Communities all over the world have adjusted to a new normal of teleworking and teleconferencing, or not working at all due to the pandemic. At Fort Lee, while childcare facilities have closed, other protective policies have allowed military members to work from home while simultaneously caring for their children. At some point, safeguards will be eased and facilities will re-open, albeit with new safety policies and procedures.

Prior to the COVID-19 pandemic, the Yartey household was a bustling daycare closely resembling the type of loving environment that families share. The energetic blonde caregiver freely distributed hugs and pecking kisses while feeding, consoling and teaching children for 12 hours a day, five days a week in a residence that, by appearance, made no pretentions about its purpose. Yartey and her husband Andrew, an Army staff sergeant, have no children of their own, and he said his wife “lives and breathes” the kids in her care.

“Her dedication (to the children) goes way beyond doing a job … (there is) lots of love,” he said.

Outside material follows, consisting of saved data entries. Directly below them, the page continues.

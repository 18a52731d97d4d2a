//! Signing configuration: builder, serde-friendly settings, and environment loading.

// self
use crate::{_prelude::*, error::ConfigError, expiry::ExpiryWindow};

/// Validated configuration for a [`SigningPipeline`](crate::pipeline::SigningPipeline).
#[derive(Clone, Debug, PartialEq, Eq)]
pub struct SignerConfig {
	/// Host name of the distribution serving protected resources.
	pub distribution_domain: String,
	/// Identifier of the key pair whose private half signs the policies.
	pub key_pair_id: String,
	/// First path segment of protected resources, without slashes.
	pub protected_prefix: String,
	/// Expiry quantization applied to every signed URL.
	pub expiry: ExpiryWindow,
	/// How long fetched key material is reused before it is fetched again.
	pub secret_ttl: Duration,
	/// Upper bound on a single secret fetch, if any.
	pub fetch_timeout: Option<StdDuration>,
}
impl SignerConfig {
	/// Default protected prefix.
	pub const DEFAULT_PROTECTED_PREFIX: &'static str = "protected";
	/// Default secret TTL (15 seconds).
	pub const DEFAULT_SECRET_TTL: Duration = Duration::seconds(15);

	/// Starts a builder with default prefix, expiry window, and TTL.
	pub fn builder() -> SignerConfigBuilder {
		SignerConfigBuilder::default()
	}

	/// Builds a configuration from deserialized settings.
	pub fn from_settings(settings: SignerSettings) -> Result<Self, ConfigError> {
		let mut builder = Self::builder();

		if let Some(domain) = settings.distribution_domain {
			builder = builder.distribution_domain(domain);
		}
		if let Some(key_pair_id) = settings.key_pair_id {
			builder = builder.key_pair_id(key_pair_id);
		}
		if let Some(prefix) = settings.protected_prefix {
			builder = builder.protected_prefix(prefix);
		}

		let window = settings
			.expiry_window_secs
			.map_or(ExpiryWindow::DEFAULT_WINDOW, |secs| Duration::seconds(i64::from(secs)));
		let lead = settings
			.expiry_lead_secs
			.map_or(ExpiryWindow::DEFAULT_LEAD, |secs| Duration::seconds(i64::from(secs)));

		builder = builder.expiry(ExpiryWindow::new(window, lead)?);

		if let Some(secs) = settings.secret_ttl_secs {
			builder = builder.secret_ttl(Duration::seconds(i64::from(secs)));
		}
		if let Some(ms) = settings.fetch_timeout_ms {
			builder = builder.fetch_timeout(StdDuration::from_millis(ms));
		}

		builder.build()
	}

	/// Loads the configuration from process environment variables.
	///
	/// See [`SignerSettings::from_env_with`] for the variable names.
	pub fn from_env() -> Result<Self, ConfigError> {
		Self::from_settings(SignerSettings::from_env_with(|var| std::env::var(var).ok())?)
	}
}

/// Raw, deserializable configuration values.
///
/// Durations are plain integers so the struct can be embedded in any host configuration format.
#[derive(Clone, Debug, Default, PartialEq, Eq, Deserialize)]
#[serde(default, deny_unknown_fields)]
pub struct SignerSettings {
	/// Host name of the distribution.
	pub distribution_domain: Option<String>,
	/// Key pair identifier.
	pub key_pair_id: Option<String>,
	/// Protected path prefix.
	pub protected_prefix: Option<String>,
	/// Secret TTL in seconds.
	pub secret_ttl_secs: Option<u32>,
	/// Quantization window in seconds.
	pub expiry_window_secs: Option<u32>,
	/// Expiry lead in seconds.
	pub expiry_lead_secs: Option<u32>,
	/// Secret fetch timeout in milliseconds.
	pub fetch_timeout_ms: Option<u64>,
}
impl SignerSettings {
	/// Reads settings through `lookup`, which maps a variable name to its value.
	///
	/// Recognized variables: `DISTRIBUTION_DOMAIN`, `KEYPAIR_ID`, `PROTECTED_PREFIX`,
	/// `SECRET_TTL_SECS`, `EXPIRY_WINDOW_SECS`, `EXPIRY_LEAD_SECS`, and `FETCH_TIMEOUT_MS`.
	pub fn from_env_with<F>(lookup: F) -> Result<Self, ConfigError>
	where
		F: Fn(&str) -> Option<String>,
	{
		Ok(Self {
			distribution_domain: lookup("DISTRIBUTION_DOMAIN"),
			key_pair_id: lookup("KEYPAIR_ID"),
			protected_prefix: lookup("PROTECTED_PREFIX"),
			secret_ttl_secs: parse_var(&lookup, "SECRET_TTL_SECS")?,
			expiry_window_secs: parse_var(&lookup, "EXPIRY_WINDOW_SECS")?,
			expiry_lead_secs: parse_var(&lookup, "EXPIRY_LEAD_SECS")?,
			fetch_timeout_ms: parse_var(&lookup, "FETCH_TIMEOUT_MS")?,
		})
	}
}

fn parse_var<F, T>(lookup: &F, var: &'static str) -> Result<Option<T>, ConfigError>
where
	F: Fn(&str) -> Option<String>,
	T: std::str::FromStr,
{
	match lookup(var) {
		Some(value) => value
			.trim()
			.parse()
			.map(Some)
			.map_err(|_| ConfigError::InvalidEnv { var, value }),
		None => Ok(None),
	}
}

/// Builder for [`SignerConfig`] values.
#[derive(Debug)]
pub struct SignerConfigBuilder {
	/// Host name of the distribution.
	pub distribution_domain: Option<String>,
	/// Key pair identifier.
	pub key_pair_id: Option<String>,
	/// Protected path prefix.
	pub protected_prefix: String,
	/// Expiry quantization.
	pub expiry: ExpiryWindow,
	/// Secret TTL.
	pub secret_ttl: Duration,
	/// Optional secret fetch timeout.
	pub fetch_timeout: Option<StdDuration>,
}
impl SignerConfigBuilder {
	/// Sets the distribution host name.
	pub fn distribution_domain(mut self, domain: impl Into<String>) -> Self {
		self.distribution_domain = Some(domain.into());

		self
	}

	/// Sets the key pair identifier.
	pub fn key_pair_id(mut self, id: impl Into<String>) -> Self {
		self.key_pair_id = Some(id.into());

		self
	}

	/// Overrides the protected prefix; surrounding slashes are ignored.
	pub fn protected_prefix(mut self, prefix: impl Into<String>) -> Self {
		self.protected_prefix = prefix.into();

		self
	}

	/// Overrides the expiry quantization.
	pub fn expiry(mut self, expiry: ExpiryWindow) -> Self {
		self.expiry = expiry;

		self
	}

	/// Overrides the secret TTL.
	pub fn secret_ttl(mut self, ttl: Duration) -> Self {
		self.secret_ttl = ttl;

		self
	}

	/// Bounds every secret fetch by `timeout`.
	pub fn fetch_timeout(mut self, timeout: StdDuration) -> Self {
		self.fetch_timeout = Some(timeout);

		self
	}

	/// Consumes the builder and validates the resulting configuration.
	pub fn build(self) -> Result<SignerConfig, ConfigError> {
		let distribution_domain = self
			.distribution_domain
			.map(|domain| domain.trim().to_owned())
			.filter(|domain| !domain.is_empty())
			.ok_or(ConfigError::MissingDistributionDomain)?;
		let key_pair_id = self
			.key_pair_id
			.map(|id| id.trim().to_owned())
			.filter(|id| !id.is_empty())
			.ok_or(ConfigError::MissingKeyPairId)?;
		let protected_prefix = self.protected_prefix.trim_matches('/').to_owned();

		validate_domain(&distribution_domain)?;
		validate_prefix(&protected_prefix)?;

		if self.secret_ttl.is_negative() {
			return Err(ConfigError::NegativeTtl { ttl: self.secret_ttl });
		}

		Ok(SignerConfig {
			distribution_domain,
			key_pair_id,
			protected_prefix,
			expiry: self.expiry,
			secret_ttl: self.secret_ttl,
			fetch_timeout: self.fetch_timeout,
		})
	}
}
impl Default for SignerConfigBuilder {
	fn default() -> Self {
		Self {
			distribution_domain: None,
			key_pair_id: None,
			protected_prefix: SignerConfig::DEFAULT_PROTECTED_PREFIX.into(),
			expiry: ExpiryWindow::default(),
			secret_ttl: SignerConfig::DEFAULT_SECRET_TTL,
			fetch_timeout: None,
		}
	}
}

fn validate_domain(domain: &str) -> Result<(), ConfigError> {
	let invalid = || ConfigError::InvalidDistributionDomain { domain: domain.to_owned() };

	if domain.contains(['/', '?', '#', '@']) {
		return Err(invalid());
	}

	let url = Url::parse(&format!("https://{domain}/")).map_err(|_| invalid())?;

	if url.host_str().is_none() {
		return Err(invalid());
	}

	Ok(())
}

fn validate_prefix(prefix: &str) -> Result<(), ConfigError> {
	if prefix.is_empty() || prefix.contains(['/', '?', '#']) {
		Err(ConfigError::InvalidProtectedPrefix { prefix: prefix.to_owned() })
	} else {
		Ok(())
	}
}
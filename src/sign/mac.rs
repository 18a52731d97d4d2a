// crates.io
use hmac::{Hmac, Mac};
use sha2::Sha256;
// self
use crate::{error::SigningError, secret::KeyMaterial, sign::PolicySigner};

type HmacSha256 = Hmac<Sha256>;

/// [`PolicySigner`] computing HMAC-SHA256 over the policy document.
#[derive(Clone, Copy, Debug, Default)]
pub struct HmacSha256Signer;
impl PolicySigner for HmacSha256Signer {
	fn sign(&self, key: &KeyMaterial, payload: &[u8]) -> Result<Vec<u8>, SigningError> {
		if key.is_empty() {
			return Err(SigningError::InvalidKey { reason: "HMAC key must not be empty" });
		}

		let mut mac = HmacSha256::new_from_slice(key.expose_bytes())
			.map_err(|_| SigningError::InvalidKey { reason: "HMAC key length was rejected" })?;

		mac.update(payload);

		Ok(mac.finalize().into_bytes().to_vec())
	}
}
//! Wall-clock sources used for TTL accounting and expiry quantization.

// self
use crate::_prelude::*;

/// Source of the current wall-clock instant.
pub trait Clock
where
	Self: Send + Sync,
{
	/// Returns the current instant in UTC.
	fn now(&self) -> OffsetDateTime;
}

/// Clock backed by the operating system.
#[derive(Clone, Copy, Debug, Default)]
pub struct SystemClock;
impl Clock for SystemClock {
	fn now(&self) -> OffsetDateTime {
		OffsetDateTime::now_utc()
	}
}

/// Manually driven clock for tests and simulations.
///
/// Clones share the same underlying instant, so a test can hand one clone to a cache and keep
/// another to move time forward.
#[derive(Clone, Debug)]
pub struct ManualClock(Arc<Mutex<OffsetDateTime>>);
impl ManualClock {
	/// Creates a clock frozen at `start`.
	pub fn new(start: OffsetDateTime) -> Self {
		Self(Arc::new(Mutex::new(start)))
	}

	/// Jumps to an absolute instant.
	pub fn set(&self, instant: OffsetDateTime) {
		*self.0.lock() = instant;
	}

	/// Moves the clock forward (or backward, for negative durations).
	pub fn advance(&self, by: Duration) {
		let mut now = self.0.lock();

		*now += by;
	}
}
impl Clock for ManualClock {
	fn now(&self) -> OffsetDateTime {
		*self.0.lock()
	}
}

#[cfg(test)]
mod tests {
	// crates.io
	use time::macros;
	// self
	use super::*;

	#[test]
	fn manual_clock_clones_share_time() {
		let start = macros::datetime!(2025-11-10 12:00 UTC);
		let clock = ManualClock::new(start);
		let handle = clock.clone();

		handle.advance(Duration::seconds(5));

		assert_eq!(clock.now(), start + Duration::seconds(5));

		handle.set(start);

		assert_eq!(clock.now(), start);
	}
}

That kind of affection stemmed from a desire to support the military community only to burgeon into an adoration for children and seeing them grow and develop. Yartey went further in explaining the relationships with the six toddlers formerly in her care and the impact the closure has had on her personally.

“They’re my family,” she said. “I miss them like they’re my kids.”

She was already agonizing over the thought of discussing the disease with them. What words would make a pandemic-category virus responsible for sickness and death less scary to her tiny charges? Then, news arrives of the pending shutdown, and she would have to shape that information to make it less incomprehensible to the tots.

“One of the parents tried to explain to her daughter that something was going on; that they had to close the daycare and they’d have to stay home for a while,” Yartey recalled. “She became mad. She told her mom the people are ‘mean’ and wanted to know why she couldn’t come back to Mrs. Ewa’s house.”

The children’s understanding of the daycare’s closure became less comprehensible over time. Yartey said one girl packed her things nightly thinking the next day would bring her back to the childcare provider’s residence. To satisfy the child’s longing for “Mrs. Ewa,” the girl’s mom – like the other parents – resorted to regular “drive-bys” during which they would wave from vehicles to an elated Yartey standing in her driveway.

Yartey also offered reassurances of her continued love through Facetime and telephone calls. While technology is a clear means for closing the divide, it is not parallel with having children in her midst. She worries the hiatus has left the children in various stages of regression because so much time has passed since they were in her care. She knows they ask about friends, playtime and the elaborate birthday parties she is known for hosting.  

In the past, permanent change of station moves were the only times Yartey understood she would be without children. Being without them now, and surrounded by all they love – books, big wheels, dolls and action figures – is for her a daily crushing blow.

“I never thought something like this would happen,” she said of the health crisis and resulting isolation. “And it’s not just us; it’s like this for everybody trying to adjust.”

Yartey is feeling her way through the darkness without the youngsters. She has plenty of time on her hands and has spent it – as one would guess – making plans for the children’s return. Ordering educational and other supplies online, polishing up lesson plans, keeping up with FCC training, taking online college courses and redesigning her classroom are a few of the things occupying her time.

Although making preparations for re-opening fills the blank spaces for Yartey, a return to normal childcare operations here is clouded in uncertainty. When will the children come back and under what conditions? Will there be screening measures? Would the naturally affectionate Yartey be required to refrain from hugging, smooching and reassuring those in her care?

Tamara D. Johnson, Child and Youth Services coordinator, said a date for re-opening childcare facilities here has not been established, but there are certain to be changes pertaining to social distancing, health and sanitation.